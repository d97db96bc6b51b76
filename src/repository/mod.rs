//! Database repository layer

pub mod blog_repo;
pub mod message_repo;
pub mod user_repo;

pub use blog_repo::*;
pub use message_repo::*;
pub use user_repo::*;
//! 博客相关的 HTTP 处理器

use crate::{
    auth::middleware::AuthContext,
    error::AppError,
    middleware::AppState,
    models::{auth::MessageResponse, blog::*},
};
use axum::{
    extract::{Path, Query, State},
    http::StatusCode,
    response::IntoResponse,
    Json,
};
use std::sync::Arc;
use uuid::Uuid;

/// 博客列表
pub async fn list_blogs(
    State(state): State<Arc<AppState>>,
    viewer: Option<AuthContext>,
    Query(query): Query<BlogQuery>,
) -> Result<impl IntoResponse, AppError> {
    let blogs = state.blog_service.list(viewer.as_ref(), &query).await?;

    Ok(Json(blogs))
}

/// 博客详情
pub async fn get_blog(
    State(state): State<Arc<AppState>>,
    viewer: Option<AuthContext>,
    Path(id): Path<Uuid>,
) -> Result<impl IntoResponse, AppError> {
    let blog = state.blog_service.get(viewer.as_ref(), id).await?;

    Ok(Json(blog))
}

/// 创建博客
pub async fn create_blog(
    State(state): State<Arc<AppState>>,
    auth_context: AuthContext,
    Json(req): Json<CreateBlogRequest>,
) -> Result<impl IntoResponse, AppError> {
    let blog = state.blog_service.create(&auth_context, req).await?;

    Ok((StatusCode::CREATED, Json(blog)))
}

/// 更新博客
pub async fn update_blog(
    State(state): State<Arc<AppState>>,
    auth_context: AuthContext,
    Path(id): Path<Uuid>,
    Json(req): Json<UpdateBlogRequest>,
) -> Result<impl IntoResponse, AppError> {
    let blog = state.blog_service.update(&auth_context, id, req).await?;

    Ok(Json(blog))
}

/// 删除博客
pub async fn delete_blog(
    State(state): State<Arc<AppState>>,
    auth_context: AuthContext,
    Path(id): Path<Uuid>,
) -> Result<impl IntoResponse, AppError> {
    state.blog_service.delete(&auth_context, id).await?;

    Ok(Json(MessageResponse::new("Blog deleted successfully")))
}

/// 点赞
pub async fn like_blog(
    State(state): State<Arc<AppState>>,
    auth_context: AuthContext,
    Path(id): Path<Uuid>,
) -> Result<impl IntoResponse, AppError> {
    let like = state.blog_service.like(&auth_context, id).await?;

    Ok((StatusCode::CREATED, Json(like)))
}

/// 评论
pub async fn comment_blog(
    State(state): State<Arc<AppState>>,
    auth_context: AuthContext,
    Path(id): Path<Uuid>,
    Json(req): Json<CreateCommentRequest>,
) -> Result<impl IntoResponse, AppError> {
    let comment = state.blog_service.comment(&auth_context, id, req).await?;

    Ok((StatusCode::CREATED, Json(comment)))
}

/// 删除评论
pub async fn delete_comment(
    State(state): State<Arc<AppState>>,
    auth_context: AuthContext,
    Path((id, comment_id)): Path<(Uuid, Uuid)>,
) -> Result<impl IntoResponse, AppError> {
    state
        .blog_service
        .delete_comment(&auth_context, id, comment_id)
        .await?;

    Ok(Json(MessageResponse::new("Comment deleted successfully")))
}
☆ ☆ ☆ ☆
* TASK BRIEF *
Set down each line exactly as it appears, starting at the top of the data and ending at the line containing "state.blog_service.delete(&auth_context, id).await?;", and include no other lines.

* TASK RESPONSE *
repository d97db96bc6b51b76
filename src/repository/mod.rs
//! Database repository layer

pub mod blog_repo;
pub mod message_repo;
pub mod user_repo;

pub use blog_repo::*;
pub use message_repo::*;
pub use user_repo::*;
//! 博客相关的 HTTP 处理器

use crate::{
    auth::middleware::AuthContext,
    error::AppError,
    middleware::AppState,
    models::{auth::MessageResponse, blog::*},
};
use axum::{
    extract::{Path, Query, State},
    http::StatusCode,
    response::IntoResponse,
    Json,
};
use std::sync::Arc;
use uuid::Uuid;

/// 博客列表
pub async fn list_blogs(
    State(state): State<Arc<AppState>>,
    viewer: Option<AuthContext>,
    Query(query): Query<BlogQuery>,
) -> Result<impl IntoResponse, AppError> {
    let blogs = state.blog_service.list(viewer.as_ref(), &query).await?;

    Ok(Json(blogs))
}

/// 博客详情
pub async fn get_blog(
    State(state): State<Arc<AppState>>,
    viewer: Option<AuthContext>,
    Path(id): Path<Uuid>,
) -> Result<impl IntoResponse, AppError> {
    let blog = state.blog_service.get(viewer.as_ref(), id).await?;

    Ok(Json(blog))
}

/// 创建博客
pub async fn create_blog(
    State(state): State<Arc<AppState>>,
    auth_context: AuthContext,
    Json(req): Json<CreateBlogRequest>,
) -> Result<impl IntoResponse, AppError> {
    let blog = state.blog_service.create(&auth_context, req).await?;

    Ok((StatusCode::CREATED, Json(blog)))
}

/// 更新博客
pub async fn update_blog(
    State(state): State<Arc<AppState>>,
    auth_context: AuthContext,
    Path(id): Path<Uuid>,
    Json(req): Json<UpdateBlogRequest>,
) -> Result<impl IntoResponse, AppError> {
    let blog = state.blog_service.update(&auth_context, id, req).await?;

    Ok(Json(blog))
}

/// 删除博客
pub async fn delete_blog(
    State(state): State<Arc<AppState>>,
    auth_context: AuthContext,
    Path(id): Path<Uuid>,
) -> Result<impl IntoResponse, AppError> {
    state.blog_service.delete(&auth_context, id).await?;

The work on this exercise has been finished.